━━ RECORDED INFORMATION ━━

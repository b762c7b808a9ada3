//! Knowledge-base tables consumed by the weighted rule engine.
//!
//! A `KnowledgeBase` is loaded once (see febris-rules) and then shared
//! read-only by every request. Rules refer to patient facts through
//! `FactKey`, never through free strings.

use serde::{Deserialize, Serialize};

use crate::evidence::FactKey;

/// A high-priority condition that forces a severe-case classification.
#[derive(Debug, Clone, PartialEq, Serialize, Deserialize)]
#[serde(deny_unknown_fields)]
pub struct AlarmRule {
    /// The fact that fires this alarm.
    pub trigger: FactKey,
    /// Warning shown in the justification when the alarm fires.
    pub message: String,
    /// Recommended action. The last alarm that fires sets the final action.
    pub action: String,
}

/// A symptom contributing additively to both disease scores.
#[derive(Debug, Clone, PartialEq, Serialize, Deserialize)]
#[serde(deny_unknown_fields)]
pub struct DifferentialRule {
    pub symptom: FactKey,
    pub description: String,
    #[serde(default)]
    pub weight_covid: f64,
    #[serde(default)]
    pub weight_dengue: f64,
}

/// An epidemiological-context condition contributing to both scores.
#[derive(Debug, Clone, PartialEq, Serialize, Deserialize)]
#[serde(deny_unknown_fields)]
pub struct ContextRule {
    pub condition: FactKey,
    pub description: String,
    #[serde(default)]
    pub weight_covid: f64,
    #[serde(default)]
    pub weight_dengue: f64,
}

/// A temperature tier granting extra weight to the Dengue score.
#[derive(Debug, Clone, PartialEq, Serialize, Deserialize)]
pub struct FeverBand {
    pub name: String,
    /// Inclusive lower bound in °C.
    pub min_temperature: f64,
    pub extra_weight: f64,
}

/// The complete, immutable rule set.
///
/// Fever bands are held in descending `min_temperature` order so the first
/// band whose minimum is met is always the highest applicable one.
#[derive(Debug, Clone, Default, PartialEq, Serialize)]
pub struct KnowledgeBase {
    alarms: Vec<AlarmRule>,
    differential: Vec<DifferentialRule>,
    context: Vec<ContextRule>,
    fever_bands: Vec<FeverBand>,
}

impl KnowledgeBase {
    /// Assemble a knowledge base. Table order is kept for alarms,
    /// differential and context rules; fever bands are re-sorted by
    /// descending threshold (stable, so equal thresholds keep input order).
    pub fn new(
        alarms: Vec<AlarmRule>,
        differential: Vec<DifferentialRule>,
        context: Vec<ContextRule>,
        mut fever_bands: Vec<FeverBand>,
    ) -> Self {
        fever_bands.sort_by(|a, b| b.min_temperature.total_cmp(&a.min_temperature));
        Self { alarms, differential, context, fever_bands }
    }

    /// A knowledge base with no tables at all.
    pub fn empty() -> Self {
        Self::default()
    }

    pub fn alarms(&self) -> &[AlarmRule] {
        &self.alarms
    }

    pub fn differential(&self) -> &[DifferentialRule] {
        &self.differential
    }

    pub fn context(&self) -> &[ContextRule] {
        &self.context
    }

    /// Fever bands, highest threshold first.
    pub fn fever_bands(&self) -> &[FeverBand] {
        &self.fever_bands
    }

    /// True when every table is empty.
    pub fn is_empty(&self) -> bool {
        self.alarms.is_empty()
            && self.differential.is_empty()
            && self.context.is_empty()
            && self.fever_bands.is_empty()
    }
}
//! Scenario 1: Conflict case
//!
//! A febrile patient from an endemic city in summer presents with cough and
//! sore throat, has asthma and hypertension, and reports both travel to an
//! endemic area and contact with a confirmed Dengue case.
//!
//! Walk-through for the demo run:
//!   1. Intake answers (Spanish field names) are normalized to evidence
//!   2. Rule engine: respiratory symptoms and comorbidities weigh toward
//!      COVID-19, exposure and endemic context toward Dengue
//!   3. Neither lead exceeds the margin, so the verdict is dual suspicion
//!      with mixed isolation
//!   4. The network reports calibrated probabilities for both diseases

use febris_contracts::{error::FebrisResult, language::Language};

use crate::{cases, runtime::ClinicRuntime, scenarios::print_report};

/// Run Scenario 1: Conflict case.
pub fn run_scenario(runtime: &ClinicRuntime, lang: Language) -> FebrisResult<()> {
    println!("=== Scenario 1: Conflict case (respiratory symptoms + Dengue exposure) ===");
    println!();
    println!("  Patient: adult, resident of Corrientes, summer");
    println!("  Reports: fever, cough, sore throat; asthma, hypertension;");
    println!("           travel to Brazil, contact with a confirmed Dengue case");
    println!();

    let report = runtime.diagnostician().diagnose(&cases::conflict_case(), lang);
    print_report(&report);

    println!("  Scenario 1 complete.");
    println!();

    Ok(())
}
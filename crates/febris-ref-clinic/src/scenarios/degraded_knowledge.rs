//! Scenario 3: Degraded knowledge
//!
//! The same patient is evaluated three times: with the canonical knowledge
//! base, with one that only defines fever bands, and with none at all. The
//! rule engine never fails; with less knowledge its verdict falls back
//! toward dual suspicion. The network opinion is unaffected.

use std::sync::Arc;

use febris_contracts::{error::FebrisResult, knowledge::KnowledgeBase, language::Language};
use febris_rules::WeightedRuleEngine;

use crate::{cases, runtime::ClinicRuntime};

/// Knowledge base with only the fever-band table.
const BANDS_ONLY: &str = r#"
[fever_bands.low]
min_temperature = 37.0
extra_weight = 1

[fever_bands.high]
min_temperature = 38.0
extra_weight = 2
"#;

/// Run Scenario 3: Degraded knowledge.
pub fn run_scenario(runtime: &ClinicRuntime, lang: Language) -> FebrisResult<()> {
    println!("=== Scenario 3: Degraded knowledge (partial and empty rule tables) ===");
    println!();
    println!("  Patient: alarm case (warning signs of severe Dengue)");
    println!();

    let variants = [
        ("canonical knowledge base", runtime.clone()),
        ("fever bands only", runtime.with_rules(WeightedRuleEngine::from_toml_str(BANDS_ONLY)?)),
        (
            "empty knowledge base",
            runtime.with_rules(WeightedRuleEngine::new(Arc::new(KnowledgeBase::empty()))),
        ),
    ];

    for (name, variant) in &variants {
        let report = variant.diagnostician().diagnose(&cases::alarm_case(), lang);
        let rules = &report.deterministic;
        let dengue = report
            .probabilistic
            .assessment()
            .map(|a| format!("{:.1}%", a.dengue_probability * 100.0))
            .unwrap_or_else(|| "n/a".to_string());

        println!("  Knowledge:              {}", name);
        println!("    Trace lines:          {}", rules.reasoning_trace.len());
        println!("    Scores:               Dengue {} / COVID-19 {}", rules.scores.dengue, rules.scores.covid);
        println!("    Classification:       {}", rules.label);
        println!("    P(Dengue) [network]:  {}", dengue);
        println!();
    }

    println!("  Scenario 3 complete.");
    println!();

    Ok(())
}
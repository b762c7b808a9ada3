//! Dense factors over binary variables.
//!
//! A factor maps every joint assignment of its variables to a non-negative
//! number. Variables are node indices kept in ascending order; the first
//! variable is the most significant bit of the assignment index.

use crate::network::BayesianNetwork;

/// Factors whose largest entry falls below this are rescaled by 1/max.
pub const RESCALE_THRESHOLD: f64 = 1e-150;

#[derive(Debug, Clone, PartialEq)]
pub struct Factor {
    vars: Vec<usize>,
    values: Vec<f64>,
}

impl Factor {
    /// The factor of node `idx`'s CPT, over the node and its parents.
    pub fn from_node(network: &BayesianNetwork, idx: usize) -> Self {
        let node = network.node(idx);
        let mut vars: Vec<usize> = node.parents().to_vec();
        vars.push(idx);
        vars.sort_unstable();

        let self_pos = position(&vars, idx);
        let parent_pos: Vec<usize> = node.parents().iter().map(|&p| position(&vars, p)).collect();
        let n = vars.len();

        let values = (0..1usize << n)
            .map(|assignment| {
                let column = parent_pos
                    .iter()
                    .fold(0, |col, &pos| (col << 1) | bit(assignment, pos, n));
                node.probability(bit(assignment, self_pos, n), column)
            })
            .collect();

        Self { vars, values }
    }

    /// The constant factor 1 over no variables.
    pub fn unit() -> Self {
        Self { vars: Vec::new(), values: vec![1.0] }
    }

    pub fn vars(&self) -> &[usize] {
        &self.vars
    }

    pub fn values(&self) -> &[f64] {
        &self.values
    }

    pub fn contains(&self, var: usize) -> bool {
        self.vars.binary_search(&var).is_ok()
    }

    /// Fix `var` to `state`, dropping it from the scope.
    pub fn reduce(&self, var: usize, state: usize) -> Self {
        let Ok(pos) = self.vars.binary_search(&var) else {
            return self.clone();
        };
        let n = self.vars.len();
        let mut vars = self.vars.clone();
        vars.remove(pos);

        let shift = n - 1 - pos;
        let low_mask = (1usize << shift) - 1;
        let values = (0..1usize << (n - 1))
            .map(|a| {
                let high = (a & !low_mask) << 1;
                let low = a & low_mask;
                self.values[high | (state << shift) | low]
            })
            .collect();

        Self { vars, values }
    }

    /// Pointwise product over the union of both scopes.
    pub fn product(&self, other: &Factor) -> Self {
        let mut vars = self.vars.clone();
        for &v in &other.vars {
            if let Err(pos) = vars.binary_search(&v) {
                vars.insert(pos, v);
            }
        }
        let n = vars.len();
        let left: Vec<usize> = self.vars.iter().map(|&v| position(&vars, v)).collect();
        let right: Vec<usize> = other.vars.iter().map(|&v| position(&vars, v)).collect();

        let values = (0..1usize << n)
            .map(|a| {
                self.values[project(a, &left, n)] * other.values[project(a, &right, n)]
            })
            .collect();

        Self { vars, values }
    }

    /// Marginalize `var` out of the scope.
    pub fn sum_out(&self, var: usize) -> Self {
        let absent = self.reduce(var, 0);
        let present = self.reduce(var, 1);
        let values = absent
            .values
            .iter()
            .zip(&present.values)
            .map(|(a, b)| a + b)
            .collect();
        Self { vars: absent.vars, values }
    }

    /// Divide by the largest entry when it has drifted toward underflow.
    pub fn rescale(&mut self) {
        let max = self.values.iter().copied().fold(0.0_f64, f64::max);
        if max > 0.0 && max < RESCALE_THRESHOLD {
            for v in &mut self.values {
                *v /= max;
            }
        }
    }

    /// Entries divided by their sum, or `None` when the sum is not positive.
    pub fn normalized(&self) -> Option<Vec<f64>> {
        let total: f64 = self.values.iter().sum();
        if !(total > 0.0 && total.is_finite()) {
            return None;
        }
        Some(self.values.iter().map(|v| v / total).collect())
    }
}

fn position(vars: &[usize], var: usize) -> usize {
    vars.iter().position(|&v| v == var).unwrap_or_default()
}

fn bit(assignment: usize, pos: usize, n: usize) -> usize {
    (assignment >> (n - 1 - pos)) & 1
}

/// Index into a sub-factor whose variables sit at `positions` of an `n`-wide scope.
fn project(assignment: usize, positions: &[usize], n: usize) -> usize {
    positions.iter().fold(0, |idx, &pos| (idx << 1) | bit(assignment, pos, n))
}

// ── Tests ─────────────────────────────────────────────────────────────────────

━━━

WORK REQUEST - The required output is every line above that contains the string "falls".

RESPONSE AREA -
//! rule engine never fails; with less knowledge its verdict falls back
/// Factors whose largest entry falls below this are rescaled by 1/max.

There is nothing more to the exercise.